===== Data provided =====

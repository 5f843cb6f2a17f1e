//! # Error taxonomy
//!
//! Every network step returns `Result<_, ProbeError>`. Probes convert step errors
//! into Failure/Timeout events; the engine converts whatever escapes a probe into a
//! final `Fault` event. [`ErrorKind`] is the flat, copyable tag carried on events so
//! a sink never has to inspect the error itself.

use std::fmt;
use std::io;
use std::net::SocketAddr;
use std::time::Duration;

use thiserror::Error;

#[derive(Debug, Clone, Copy, PartialEq, Eq, Hash)]
pub enum ErrorKind {
    Resolution,
    Timeout,
    ConnectionRefused,
    Unreachable,
    Io,
    Http,
    Cancelled,
    InvalidRequest,
    Internal,
}

impl fmt::Display for ErrorKind {
    fn fmt(&self, f: &mut fmt::Formatter<'_>) -> fmt::Result {
        let name = match self {
            ErrorKind::Resolution => "ResolutionFailure",
            ErrorKind::Timeout => "Timeout",
            ErrorKind::ConnectionRefused => "ConnectionRefused",
            ErrorKind::Unreachable => "Unreachable",
            ErrorKind::Io => "IOError",
            ErrorKind::Http => "HttpError",
            ErrorKind::Cancelled => "Cancelled",
            ErrorKind::InvalidRequest => "InvalidRequest",
            ErrorKind::Internal => "InternalError",
        };
        f.write_str(name)
    }
}

#[derive(Debug, Clone, PartialEq, Eq, Error)]
pub enum ProbeError {
    #[error("unable to resolve {host}: {reason}")]
    Resolution { host: String, reason: String },

    #[error("timed out after {} ms", .after.as_millis())]
    Timeout { after: Duration },

    #[error("connection refused by {addr}")]
    ConnectionRefused { addr: SocketAddr },

    #[error("{addr} is unreachable: {reason}")]
    Unreachable { addr: SocketAddr, reason: String },

    #[error("i/o error: {0}")]
    Io(String),

    #[error("unexpected HTTP status {status}")]
    Http { status: u16 },

    #[error("run cancelled")]
    Cancelled,

    #[error("invalid request: {0}")]
    InvalidRequest(String),

    #[error("probe crashed: {0}")]
    Internal(String),
}

impl ProbeError {
    pub fn kind(&self) -> ErrorKind {
        match self {
            ProbeError::Resolution { .. } => ErrorKind::Resolution,
            ProbeError::Timeout { .. } => ErrorKind::Timeout,
            ProbeError::ConnectionRefused { .. } => ErrorKind::ConnectionRefused,
            ProbeError::Unreachable { .. } => ErrorKind::Unreachable,
            ProbeError::Io(_) => ErrorKind::Io,
            ProbeError::Http { .. } => ErrorKind::Http,
            ProbeError::Cancelled => ErrorKind::Cancelled,
            ProbeError::InvalidRequest(_) => ErrorKind::InvalidRequest,
            ProbeError::Internal(_) => ErrorKind::Internal,
        }
    }

    pub fn is_timeout(&self) -> bool {
        matches!(self, ProbeError::Timeout { .. })
    }

    pub fn resolution(host: &str, reason: impl fmt::Display) -> Self {
        ProbeError::Resolution {
            host: host.to_string(),
            reason: reason.to_string(),
        }
    }

    /// Classifies a socket error raised while talking to `addr`.
    pub fn from_io(err: io::Error, addr: SocketAddr) -> Self {
        match err.kind() {
            io::ErrorKind::ConnectionRefused => ProbeError::ConnectionRefused { addr },
            io::ErrorKind::HostUnreachable | io::ErrorKind::NetworkUnreachable => {
                ProbeError::Unreachable {
                    addr,
                    reason: err.to_string(),
                }
            }
            io::ErrorKind::TimedOut => ProbeError::Timeout {
                after: Duration::ZERO,
            },
            _ => ProbeError::Io(err.to_string()),
        }
    }
}

/// The error detail attached to a non-successful event or run.
#[derive(Debug, Clone, PartialEq, Eq)]
pub struct EventError {
    pub kind: ErrorKind,
    pub message: String,
}

impl From<&ProbeError> for EventError {
    fn from(err: &ProbeError) -> Self {
        Self {
            kind: err.kind(),
            message: err.to_string(),
        }
    }
}

impl From<ProbeError> for EventError {
    fn from(err: ProbeError) -> Self {
        EventError::from(&err)
    }
}

impl fmt::Display for EventError {
    fn fmt(&self, f: &mut fmt::Formatter<'_>) -> fmt::Result {
        write!(f, "{}: {}", self.kind, self.message)
    }
}

// ╔════════════════════════════════════════════╗
// ║ ████████╗███████╗███████╗████████╗███████╗ ║
// ║ ╚══██╔══╝██╔════╝██╔════╝╚══██╔══╝██╔════╝ ║
// ║    ██║   █████╗  ███████╗   ██║   ███████╗ ║
// ║    ██║   ██╔══╝  ╚════██║   ██║   ╚════██║ ║
// ║    ██║   ███████╗███████║   ██║   ███████║ ║
// ║    ╚═╝   ╚══════╝╚══════╝   ╚═╝   ╚══════╝ ║
// ╚════════════════════════════════════════════╝

#[cfg(test)]
mod tests {
    use super::*;
    use std::net::{IpAddr, Ipv4Addr};

    fn addr() -> SocketAddr {
        SocketAddr::new(IpAddr::V4(Ipv4Addr::new(192, 0, 2, 1)), 80)
    }

    #[test]
    fn io_errors_are_classified_by_kind() {
        let refused = io::Error::from(io::ErrorKind::ConnectionRefused);
        assert_eq!(
            ProbeError::from_io(refused, addr()).kind(),
            ErrorKind::ConnectionRefused
        );

        let unreachable = io::Error::from(io::ErrorKind::HostUnreachable);
        assert_eq!(
            ProbeError::from_io(unreachable, addr()).kind(),
            ErrorKind::Unreachable
        );

        let other = io::Error::other("boom");
        assert_eq!(ProbeError::from_io(other, addr()).kind(), ErrorKind::Io);
    }

    #[test]
    fn event_error_keeps_kind_and_message() {
        let err = ProbeError::resolution("nowhere.invalid", "no records found");
        let detail = EventError::from(&err);
        assert_eq!(detail.kind, ErrorKind::Resolution);
        assert!(detail.message.contains("nowhere.invalid"));
        assert_eq!(detail.kind.to_string(), "ResolutionFailure");
    }
}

=====

Task goal: What is needed here is an exact copy of all the entries.

Result of the task:
repository 5f843cb6f2a17f1e
//! # Error taxonomy
//!
//! Every network step returns `Result<_, ProbeError>`. Probes convert step errors
//! into Failure/Timeout events; the engine converts whatever escapes a probe into a
//! final `Fault` event. [`ErrorKind`] is the flat, copyable tag carried on events so
//! a sink never has to inspect the error itself.

use std::fmt;
use std::io;
use std::net::SocketAddr;
use std::time::Duration;

use thiserror::Error;

#[derive(Debug, Clone, Copy, PartialEq, Eq, Hash)]
pub enum ErrorKind {
    Resolution,
    Timeout,
    ConnectionRefused,
    Unreachable,
    Io,
    Http,
    Cancelled,
    InvalidRequest,
    Internal,
}

impl fmt::Display for ErrorKind {
    fn fmt(&self, f: &mut fmt::Formatter<'_>) -> fmt::Result {
        let name = match self {
            ErrorKind::Resolution => "ResolutionFailure",
            ErrorKind::Timeout => "Timeout",
            ErrorKind::ConnectionRefused => "ConnectionRefused",
            ErrorKind::Unreachable => "Unreachable",
            ErrorKind::Io => "IOError",
            ErrorKind::Http => "HttpError",
            ErrorKind::Cancelled => "Cancelled",
            ErrorKind::InvalidRequest => "InvalidRequest",
            ErrorKind::Internal => "InternalError",
        };
        f.write_str(name)
    }
}

#[derive(Debug, Clone, PartialEq, Eq, Error)]
pub enum ProbeError {
    #[error("unable to resolve {host}: {reason}")]
    Resolution { host: String, reason: String },

    #[error("timed out after {} ms", .after.as_millis())]
    Timeout { after: Duration },

    #[error("connection refused by {addr}")]
    ConnectionRefused { addr: SocketAddr },

    #[error("{addr} is unreachable: {reason}")]
    Unreachable { addr: SocketAddr, reason: String },

    #[error("i/o error: {0}")]
    Io(String),

    #[error("unexpected HTTP status {status}")]
    Http { status: u16 },

    #[error("run cancelled")]
    Cancelled,

    #[error("invalid request: {0}")]
    InvalidRequest(String),

    #[error("probe crashed: {0}")]
    Internal(String),
}

impl ProbeError {
    pub fn kind(&self) -> ErrorKind {
        match self {
            ProbeError::Resolution { .. } => ErrorKind::Resolution,
            ProbeError::Timeout { .. } => ErrorKind::Timeout,
            ProbeError::ConnectionRefused { .. } => ErrorKind::ConnectionRefused,
            ProbeError::Unreachable { .. } => ErrorKind::Unreachable,
            ProbeError::Io(_) => ErrorKind::Io,
            ProbeError::Http { .. } => ErrorKind::Http,
            ProbeError::Cancelled => ErrorKind::Cancelled,
            ProbeError::InvalidRequest(_) => ErrorKind::InvalidRequest,
            ProbeError::Internal(_) => ErrorKind::Internal,
        }
    }

    pub fn is_timeout(&self) -> bool {
        matches!(self, ProbeError::Timeout { .. })
    }

    pub fn resolution(host: &str, reason: impl fmt::Display) -> Self {
        ProbeError::Resolution {
            host: host.to_string(),
            reason: reason.to_string(),
        }
    }

    /// Classifies a socket error raised while talking to `addr`.
    pub fn from_io(err: io::Error, addr: SocketAddr) -> Self {
        match err.kind() {
            io::ErrorKind::ConnectionRefused => ProbeError::ConnectionRefused { addr },
            io::ErrorKind::HostUnreachable | io::ErrorKind::NetworkUnreachable => {
                ProbeError::Unreachable {
                    addr,
                    reason: err.to_string(),
                }
            }
            io::ErrorKind::TimedOut => ProbeError::Timeout {
                after: Duration::ZERO,
            },
            _ => ProbeError::Io(err.to_string()),
        }
    }
}

/// The error detail attached to a non-successful event or run.
#[derive(Debug, Clone, PartialEq, Eq)]
pub struct EventError {
    pub kind: ErrorKind,
    pub message: String,
}

impl From<&ProbeError> for EventError {
    fn from(err: &ProbeError) -> Self {
        Self {
            kind: err.kind(),
            message: err.to_string(),
        }
    }
}

impl From<ProbeError> for EventError {
    fn from(err: ProbeError) -> Self {
        EventError::from(&err)
    }
}

impl fmt::Display for EventError {
    fn fmt(&self, f: &mut fmt::Formatter<'_>) -> fmt::Result {
        write!(f, "{}: {}", self.kind, self.message)
    }
}

// ╔════════════════════════════════════════════╗
// ║ ████████╗███████╗███████╗████████╗███████╗ ║
// ║ ╚══██╔══╝██╔════╝██╔════╝╚══██╔══╝██╔════╝ ║
// ║    ██║   █████╗  ███████╗   ██║   ███████╗ ║
// ║    ██║   ██╔══╝  ╚════██║   ██║   ╚════██║ ║
// ║    ██║   ███████╗███████║   ██║   ███████║ ║
// ║    ╚═╝   ╚══════╝╚══════╝   ╚═╝   ╚══════╝ ║
// ╚════════════════════════════════════════════╝

#[cfg(test)]
mod tests {
    use super::*;
    use std::net::{IpAddr, Ipv4Addr};

    fn addr() -> SocketAddr {
        SocketAddr::new(IpAddr::V4(Ipv4Addr::new(192, 0, 2, 1)), 80)
    }

    #[test]
    fn io_errors_are_classified_by_kind() {
        let refused = io::Error::from(io::ErrorKind::ConnectionRefused);
        assert_eq!(
            ProbeError::from_io(refused, addr()).kind(),
            ErrorKind::ConnectionRefused
        );

        let unreachable = io::Error::from(io::ErrorKind::HostUnreachable);
        assert_eq!(
            ProbeError::from_io(unreachable, addr()).kind(),
            ErrorKind::Unreachable
        );

        let other = io::Error::other("boom");
        assert_eq!(ProbeError::from_io(other, addr()).kind(), ErrorKind::Io);
    }

    #[test]
    fn event_error_keeps_kind_and_message() {
        let err = ProbeError::resolution("nowhere.invalid", "no records found");
        let detail = EventError::from(&err);
        assert_eq!(detail.kind, ErrorKind::Resolution);
        assert!(detail.message.contains("nowhere.invalid"));
        assert_eq!(detail.kind.to_string(), "ResolutionFailure");
    }
}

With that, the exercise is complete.